═════ DATA PROVIDED ═════

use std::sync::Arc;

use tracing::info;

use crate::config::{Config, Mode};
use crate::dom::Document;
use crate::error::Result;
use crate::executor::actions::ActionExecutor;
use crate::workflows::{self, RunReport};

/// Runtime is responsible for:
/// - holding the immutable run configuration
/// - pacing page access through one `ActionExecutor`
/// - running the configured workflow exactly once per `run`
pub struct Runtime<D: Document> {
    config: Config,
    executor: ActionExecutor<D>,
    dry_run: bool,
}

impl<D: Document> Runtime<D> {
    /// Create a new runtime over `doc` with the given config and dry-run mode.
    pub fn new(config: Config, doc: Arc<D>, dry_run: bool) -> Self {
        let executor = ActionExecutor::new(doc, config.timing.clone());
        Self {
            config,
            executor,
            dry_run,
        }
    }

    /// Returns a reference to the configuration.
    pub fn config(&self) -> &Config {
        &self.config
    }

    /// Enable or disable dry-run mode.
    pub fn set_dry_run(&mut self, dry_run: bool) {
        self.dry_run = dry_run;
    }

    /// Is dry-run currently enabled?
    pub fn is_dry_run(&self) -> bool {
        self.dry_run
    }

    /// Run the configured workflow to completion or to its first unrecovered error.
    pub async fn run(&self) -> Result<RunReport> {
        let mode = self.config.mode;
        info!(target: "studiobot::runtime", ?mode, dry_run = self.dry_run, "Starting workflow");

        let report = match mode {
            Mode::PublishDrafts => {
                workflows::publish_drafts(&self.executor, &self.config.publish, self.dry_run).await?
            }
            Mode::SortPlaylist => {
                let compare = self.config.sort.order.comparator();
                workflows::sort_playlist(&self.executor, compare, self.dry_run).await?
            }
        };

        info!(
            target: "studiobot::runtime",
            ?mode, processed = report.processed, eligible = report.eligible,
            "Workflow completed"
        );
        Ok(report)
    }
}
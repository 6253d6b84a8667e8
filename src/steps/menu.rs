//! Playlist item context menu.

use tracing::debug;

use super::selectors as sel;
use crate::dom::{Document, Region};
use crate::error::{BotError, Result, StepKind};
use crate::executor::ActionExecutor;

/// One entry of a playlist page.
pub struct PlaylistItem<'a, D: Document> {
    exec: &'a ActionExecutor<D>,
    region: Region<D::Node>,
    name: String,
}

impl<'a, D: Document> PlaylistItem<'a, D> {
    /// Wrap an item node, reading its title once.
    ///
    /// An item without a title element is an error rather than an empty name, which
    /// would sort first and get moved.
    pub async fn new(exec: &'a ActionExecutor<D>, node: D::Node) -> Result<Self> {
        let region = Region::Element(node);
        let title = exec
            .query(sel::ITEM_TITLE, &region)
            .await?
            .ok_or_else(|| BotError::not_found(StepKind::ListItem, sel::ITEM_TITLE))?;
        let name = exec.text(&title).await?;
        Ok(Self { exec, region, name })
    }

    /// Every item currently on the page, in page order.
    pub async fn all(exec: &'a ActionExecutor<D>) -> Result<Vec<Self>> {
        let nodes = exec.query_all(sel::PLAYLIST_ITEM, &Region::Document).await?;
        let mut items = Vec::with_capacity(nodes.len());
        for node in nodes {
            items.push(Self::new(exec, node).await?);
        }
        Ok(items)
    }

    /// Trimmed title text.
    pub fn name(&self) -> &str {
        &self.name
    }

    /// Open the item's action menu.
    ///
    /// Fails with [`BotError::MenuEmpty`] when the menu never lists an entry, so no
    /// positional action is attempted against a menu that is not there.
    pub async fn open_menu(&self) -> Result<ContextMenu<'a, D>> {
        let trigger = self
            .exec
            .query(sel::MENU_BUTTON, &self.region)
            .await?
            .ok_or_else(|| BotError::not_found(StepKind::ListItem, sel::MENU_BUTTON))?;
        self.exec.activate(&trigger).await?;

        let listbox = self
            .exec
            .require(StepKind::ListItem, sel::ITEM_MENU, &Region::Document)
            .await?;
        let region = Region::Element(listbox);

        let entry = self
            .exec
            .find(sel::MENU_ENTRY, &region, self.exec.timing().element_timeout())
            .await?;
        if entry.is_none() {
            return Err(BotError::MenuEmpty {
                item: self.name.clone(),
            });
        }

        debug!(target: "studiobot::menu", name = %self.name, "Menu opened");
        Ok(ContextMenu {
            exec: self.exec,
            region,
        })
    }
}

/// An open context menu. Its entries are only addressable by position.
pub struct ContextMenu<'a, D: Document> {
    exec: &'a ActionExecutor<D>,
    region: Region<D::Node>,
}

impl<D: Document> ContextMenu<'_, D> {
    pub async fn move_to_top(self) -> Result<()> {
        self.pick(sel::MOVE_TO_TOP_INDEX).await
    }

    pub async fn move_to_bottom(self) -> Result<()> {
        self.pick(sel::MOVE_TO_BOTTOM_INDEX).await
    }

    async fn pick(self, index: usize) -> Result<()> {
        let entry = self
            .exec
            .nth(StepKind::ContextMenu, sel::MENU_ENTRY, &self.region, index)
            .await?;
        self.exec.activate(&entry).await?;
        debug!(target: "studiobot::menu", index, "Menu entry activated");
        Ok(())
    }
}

═════
═════ DATA PROVIDED ═════

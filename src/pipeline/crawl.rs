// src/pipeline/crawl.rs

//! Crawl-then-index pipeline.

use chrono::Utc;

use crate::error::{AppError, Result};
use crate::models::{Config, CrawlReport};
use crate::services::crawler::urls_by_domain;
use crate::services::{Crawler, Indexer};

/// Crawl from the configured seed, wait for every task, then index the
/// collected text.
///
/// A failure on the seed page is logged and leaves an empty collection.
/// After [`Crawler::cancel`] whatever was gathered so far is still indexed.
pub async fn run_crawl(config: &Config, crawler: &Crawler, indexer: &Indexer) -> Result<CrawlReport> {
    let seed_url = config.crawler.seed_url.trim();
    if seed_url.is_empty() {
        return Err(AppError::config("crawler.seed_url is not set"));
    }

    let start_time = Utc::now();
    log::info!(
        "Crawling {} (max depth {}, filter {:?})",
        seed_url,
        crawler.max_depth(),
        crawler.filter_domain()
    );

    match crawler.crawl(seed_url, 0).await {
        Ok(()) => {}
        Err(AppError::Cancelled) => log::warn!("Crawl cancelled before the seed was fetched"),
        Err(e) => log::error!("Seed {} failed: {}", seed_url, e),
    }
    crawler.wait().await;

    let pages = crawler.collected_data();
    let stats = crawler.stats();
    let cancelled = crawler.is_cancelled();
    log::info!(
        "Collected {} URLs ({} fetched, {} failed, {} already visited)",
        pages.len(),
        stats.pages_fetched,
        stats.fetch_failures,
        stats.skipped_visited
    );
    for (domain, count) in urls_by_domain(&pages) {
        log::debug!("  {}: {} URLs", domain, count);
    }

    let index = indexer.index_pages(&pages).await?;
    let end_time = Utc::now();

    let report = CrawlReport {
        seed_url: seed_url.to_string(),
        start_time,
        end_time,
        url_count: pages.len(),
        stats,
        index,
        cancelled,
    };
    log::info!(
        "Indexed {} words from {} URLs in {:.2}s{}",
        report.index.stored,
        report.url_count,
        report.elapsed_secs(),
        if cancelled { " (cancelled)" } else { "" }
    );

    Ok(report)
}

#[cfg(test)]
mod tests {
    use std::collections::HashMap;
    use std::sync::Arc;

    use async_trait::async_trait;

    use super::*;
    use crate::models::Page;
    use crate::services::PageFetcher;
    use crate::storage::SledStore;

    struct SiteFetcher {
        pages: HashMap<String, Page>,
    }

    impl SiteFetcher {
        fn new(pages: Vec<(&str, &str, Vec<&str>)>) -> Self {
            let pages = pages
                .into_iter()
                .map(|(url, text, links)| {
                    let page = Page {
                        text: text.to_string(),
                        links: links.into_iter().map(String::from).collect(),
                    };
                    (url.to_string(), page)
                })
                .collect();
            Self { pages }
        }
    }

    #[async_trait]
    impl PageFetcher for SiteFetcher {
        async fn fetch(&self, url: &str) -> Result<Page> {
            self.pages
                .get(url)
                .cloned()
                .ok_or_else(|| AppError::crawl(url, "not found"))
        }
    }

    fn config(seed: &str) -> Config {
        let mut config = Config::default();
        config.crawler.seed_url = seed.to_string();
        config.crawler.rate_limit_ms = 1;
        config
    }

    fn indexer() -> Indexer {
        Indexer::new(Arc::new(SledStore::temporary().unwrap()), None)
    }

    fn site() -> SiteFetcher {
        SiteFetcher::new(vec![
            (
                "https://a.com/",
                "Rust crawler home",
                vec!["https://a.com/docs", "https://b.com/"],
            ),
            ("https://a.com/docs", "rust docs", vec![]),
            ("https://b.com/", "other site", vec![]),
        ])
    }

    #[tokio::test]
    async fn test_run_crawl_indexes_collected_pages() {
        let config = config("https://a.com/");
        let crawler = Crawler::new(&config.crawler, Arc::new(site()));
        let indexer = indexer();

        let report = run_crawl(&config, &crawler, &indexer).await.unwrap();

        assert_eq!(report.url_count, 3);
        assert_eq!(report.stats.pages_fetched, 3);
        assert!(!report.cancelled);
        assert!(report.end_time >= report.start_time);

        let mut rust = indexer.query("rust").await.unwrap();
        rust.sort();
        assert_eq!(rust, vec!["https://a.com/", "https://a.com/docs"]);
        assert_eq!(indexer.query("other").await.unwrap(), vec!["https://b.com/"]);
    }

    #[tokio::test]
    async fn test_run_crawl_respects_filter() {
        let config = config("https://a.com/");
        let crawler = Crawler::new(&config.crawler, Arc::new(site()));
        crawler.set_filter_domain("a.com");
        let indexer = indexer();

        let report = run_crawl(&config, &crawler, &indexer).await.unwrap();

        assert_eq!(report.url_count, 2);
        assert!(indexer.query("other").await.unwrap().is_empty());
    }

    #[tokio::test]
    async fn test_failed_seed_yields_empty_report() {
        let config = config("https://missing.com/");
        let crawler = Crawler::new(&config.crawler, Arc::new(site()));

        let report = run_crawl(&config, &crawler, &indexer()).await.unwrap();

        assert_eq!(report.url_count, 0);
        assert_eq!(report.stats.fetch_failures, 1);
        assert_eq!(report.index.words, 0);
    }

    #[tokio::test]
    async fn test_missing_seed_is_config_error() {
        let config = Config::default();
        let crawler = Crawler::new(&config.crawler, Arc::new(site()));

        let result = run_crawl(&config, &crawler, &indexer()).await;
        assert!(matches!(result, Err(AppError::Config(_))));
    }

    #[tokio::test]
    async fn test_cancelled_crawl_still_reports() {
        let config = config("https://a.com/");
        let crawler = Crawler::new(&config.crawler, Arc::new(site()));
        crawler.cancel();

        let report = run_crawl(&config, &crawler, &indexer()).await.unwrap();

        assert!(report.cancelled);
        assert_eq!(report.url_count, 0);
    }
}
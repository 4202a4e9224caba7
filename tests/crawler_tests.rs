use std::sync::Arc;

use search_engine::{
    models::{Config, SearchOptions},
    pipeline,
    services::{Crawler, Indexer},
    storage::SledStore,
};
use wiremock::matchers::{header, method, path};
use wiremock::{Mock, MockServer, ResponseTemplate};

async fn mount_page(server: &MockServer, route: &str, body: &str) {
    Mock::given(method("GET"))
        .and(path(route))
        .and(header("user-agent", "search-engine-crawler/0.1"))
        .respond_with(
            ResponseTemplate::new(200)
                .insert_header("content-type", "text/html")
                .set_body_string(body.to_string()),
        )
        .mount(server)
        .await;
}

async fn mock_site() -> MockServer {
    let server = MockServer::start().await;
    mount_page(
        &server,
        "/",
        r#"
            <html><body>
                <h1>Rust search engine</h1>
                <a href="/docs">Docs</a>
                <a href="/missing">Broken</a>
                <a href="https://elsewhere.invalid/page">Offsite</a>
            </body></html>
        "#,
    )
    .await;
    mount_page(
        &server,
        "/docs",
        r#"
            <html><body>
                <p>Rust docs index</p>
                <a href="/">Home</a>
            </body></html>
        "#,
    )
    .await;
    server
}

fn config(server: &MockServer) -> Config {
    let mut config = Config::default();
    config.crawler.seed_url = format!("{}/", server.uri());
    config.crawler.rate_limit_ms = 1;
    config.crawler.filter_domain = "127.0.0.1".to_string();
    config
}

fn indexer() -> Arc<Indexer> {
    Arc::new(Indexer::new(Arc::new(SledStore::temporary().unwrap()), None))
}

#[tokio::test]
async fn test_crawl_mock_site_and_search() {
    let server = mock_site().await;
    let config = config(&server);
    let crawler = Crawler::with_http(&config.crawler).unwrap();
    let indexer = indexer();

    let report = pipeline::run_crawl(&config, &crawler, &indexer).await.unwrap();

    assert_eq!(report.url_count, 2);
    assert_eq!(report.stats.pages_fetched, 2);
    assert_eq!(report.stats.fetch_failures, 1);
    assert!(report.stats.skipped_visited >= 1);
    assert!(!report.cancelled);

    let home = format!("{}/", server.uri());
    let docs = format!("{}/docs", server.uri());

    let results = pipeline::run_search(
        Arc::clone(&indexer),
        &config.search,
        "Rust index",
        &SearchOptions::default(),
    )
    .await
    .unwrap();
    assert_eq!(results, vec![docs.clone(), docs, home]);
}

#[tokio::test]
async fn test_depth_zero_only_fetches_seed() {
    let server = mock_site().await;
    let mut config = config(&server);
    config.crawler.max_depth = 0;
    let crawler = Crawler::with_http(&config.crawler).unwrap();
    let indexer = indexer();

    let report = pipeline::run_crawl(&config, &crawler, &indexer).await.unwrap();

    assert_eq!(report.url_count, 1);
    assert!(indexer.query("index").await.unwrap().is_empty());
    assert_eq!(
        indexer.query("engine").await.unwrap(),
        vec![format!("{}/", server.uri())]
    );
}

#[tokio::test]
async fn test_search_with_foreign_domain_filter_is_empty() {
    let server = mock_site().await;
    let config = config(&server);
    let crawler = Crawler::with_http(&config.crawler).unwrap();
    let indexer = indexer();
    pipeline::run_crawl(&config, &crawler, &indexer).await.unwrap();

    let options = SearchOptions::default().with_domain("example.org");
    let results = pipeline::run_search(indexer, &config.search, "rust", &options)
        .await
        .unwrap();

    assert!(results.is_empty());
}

═════
═════ DATA PROVIDED ═════

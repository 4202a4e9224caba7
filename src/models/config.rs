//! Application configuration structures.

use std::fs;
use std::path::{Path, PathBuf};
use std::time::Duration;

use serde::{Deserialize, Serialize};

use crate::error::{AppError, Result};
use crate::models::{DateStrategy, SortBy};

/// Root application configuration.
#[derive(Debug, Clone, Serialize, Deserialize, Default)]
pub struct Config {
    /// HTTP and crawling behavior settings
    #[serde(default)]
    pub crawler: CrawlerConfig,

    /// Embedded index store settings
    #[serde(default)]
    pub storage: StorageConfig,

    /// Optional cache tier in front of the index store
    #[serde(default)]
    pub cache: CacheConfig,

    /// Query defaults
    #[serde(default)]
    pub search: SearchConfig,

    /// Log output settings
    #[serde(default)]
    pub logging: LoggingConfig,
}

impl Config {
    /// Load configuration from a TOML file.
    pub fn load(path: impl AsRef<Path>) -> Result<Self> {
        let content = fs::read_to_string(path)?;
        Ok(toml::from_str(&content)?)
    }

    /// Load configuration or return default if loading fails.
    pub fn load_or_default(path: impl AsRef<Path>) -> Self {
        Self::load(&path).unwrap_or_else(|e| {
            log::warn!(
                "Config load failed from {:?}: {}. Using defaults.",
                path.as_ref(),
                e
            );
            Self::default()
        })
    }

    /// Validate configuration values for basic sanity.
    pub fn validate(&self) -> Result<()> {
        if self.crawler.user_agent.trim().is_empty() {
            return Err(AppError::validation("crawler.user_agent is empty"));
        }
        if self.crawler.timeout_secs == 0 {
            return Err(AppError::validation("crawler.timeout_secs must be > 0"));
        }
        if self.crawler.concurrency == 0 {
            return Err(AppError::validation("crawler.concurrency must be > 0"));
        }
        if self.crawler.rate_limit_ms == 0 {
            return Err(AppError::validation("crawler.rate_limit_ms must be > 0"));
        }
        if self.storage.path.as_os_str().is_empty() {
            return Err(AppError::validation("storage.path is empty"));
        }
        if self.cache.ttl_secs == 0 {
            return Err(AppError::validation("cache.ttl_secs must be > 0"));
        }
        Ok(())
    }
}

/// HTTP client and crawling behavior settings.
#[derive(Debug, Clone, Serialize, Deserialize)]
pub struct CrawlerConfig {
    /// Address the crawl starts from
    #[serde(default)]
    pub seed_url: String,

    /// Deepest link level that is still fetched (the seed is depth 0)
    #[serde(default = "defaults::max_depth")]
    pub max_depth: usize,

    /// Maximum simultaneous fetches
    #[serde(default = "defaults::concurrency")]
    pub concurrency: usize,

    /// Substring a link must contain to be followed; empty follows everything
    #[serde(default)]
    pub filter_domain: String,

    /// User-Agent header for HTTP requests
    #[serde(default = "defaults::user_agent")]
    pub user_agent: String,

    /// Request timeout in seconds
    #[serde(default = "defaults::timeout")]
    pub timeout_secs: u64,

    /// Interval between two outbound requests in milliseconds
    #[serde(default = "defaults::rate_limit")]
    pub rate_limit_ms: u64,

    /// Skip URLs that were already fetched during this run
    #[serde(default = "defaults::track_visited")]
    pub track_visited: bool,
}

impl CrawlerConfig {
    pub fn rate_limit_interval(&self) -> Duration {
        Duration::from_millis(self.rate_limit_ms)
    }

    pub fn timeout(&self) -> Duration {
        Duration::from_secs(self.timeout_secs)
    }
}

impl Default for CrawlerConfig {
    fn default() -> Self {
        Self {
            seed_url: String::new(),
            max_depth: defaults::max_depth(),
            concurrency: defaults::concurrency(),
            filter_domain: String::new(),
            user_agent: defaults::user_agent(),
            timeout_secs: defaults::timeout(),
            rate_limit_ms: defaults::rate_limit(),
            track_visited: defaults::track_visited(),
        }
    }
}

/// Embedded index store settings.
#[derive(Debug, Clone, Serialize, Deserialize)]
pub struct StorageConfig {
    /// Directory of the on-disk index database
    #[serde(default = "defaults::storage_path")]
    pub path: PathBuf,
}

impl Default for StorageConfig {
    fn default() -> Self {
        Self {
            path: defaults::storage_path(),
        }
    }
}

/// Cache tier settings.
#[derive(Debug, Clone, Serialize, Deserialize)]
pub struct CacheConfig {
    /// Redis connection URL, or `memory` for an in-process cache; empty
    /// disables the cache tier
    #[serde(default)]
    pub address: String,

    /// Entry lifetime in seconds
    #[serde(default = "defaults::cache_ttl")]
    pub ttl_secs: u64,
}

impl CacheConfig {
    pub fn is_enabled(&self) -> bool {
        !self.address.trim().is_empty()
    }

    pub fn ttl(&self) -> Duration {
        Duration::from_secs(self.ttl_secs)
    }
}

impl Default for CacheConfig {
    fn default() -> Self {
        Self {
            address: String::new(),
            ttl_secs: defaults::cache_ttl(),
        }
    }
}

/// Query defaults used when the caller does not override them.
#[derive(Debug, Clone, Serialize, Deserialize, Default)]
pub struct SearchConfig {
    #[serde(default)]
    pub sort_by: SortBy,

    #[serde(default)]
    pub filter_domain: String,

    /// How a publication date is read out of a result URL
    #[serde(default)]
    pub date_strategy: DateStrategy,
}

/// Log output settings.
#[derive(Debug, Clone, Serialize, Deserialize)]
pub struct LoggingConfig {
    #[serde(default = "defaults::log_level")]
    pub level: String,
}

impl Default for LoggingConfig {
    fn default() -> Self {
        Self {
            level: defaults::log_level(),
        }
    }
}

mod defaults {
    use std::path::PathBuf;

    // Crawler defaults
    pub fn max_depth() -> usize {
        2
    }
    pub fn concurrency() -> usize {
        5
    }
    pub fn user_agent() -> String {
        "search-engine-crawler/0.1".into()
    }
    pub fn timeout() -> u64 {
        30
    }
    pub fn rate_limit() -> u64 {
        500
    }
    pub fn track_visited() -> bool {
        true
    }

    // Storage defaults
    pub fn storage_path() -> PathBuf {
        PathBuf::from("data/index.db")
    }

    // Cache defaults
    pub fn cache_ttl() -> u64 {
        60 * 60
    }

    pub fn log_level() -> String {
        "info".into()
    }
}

═════

--- WHAT YOU SHOULD DO ---
Among the records, find all lines that include the string "SortBy" and return them.

--- YOUR SOLUTION ---
use crate::models::{DateStrategy, SortBy};
    pub sort_by: SortBy,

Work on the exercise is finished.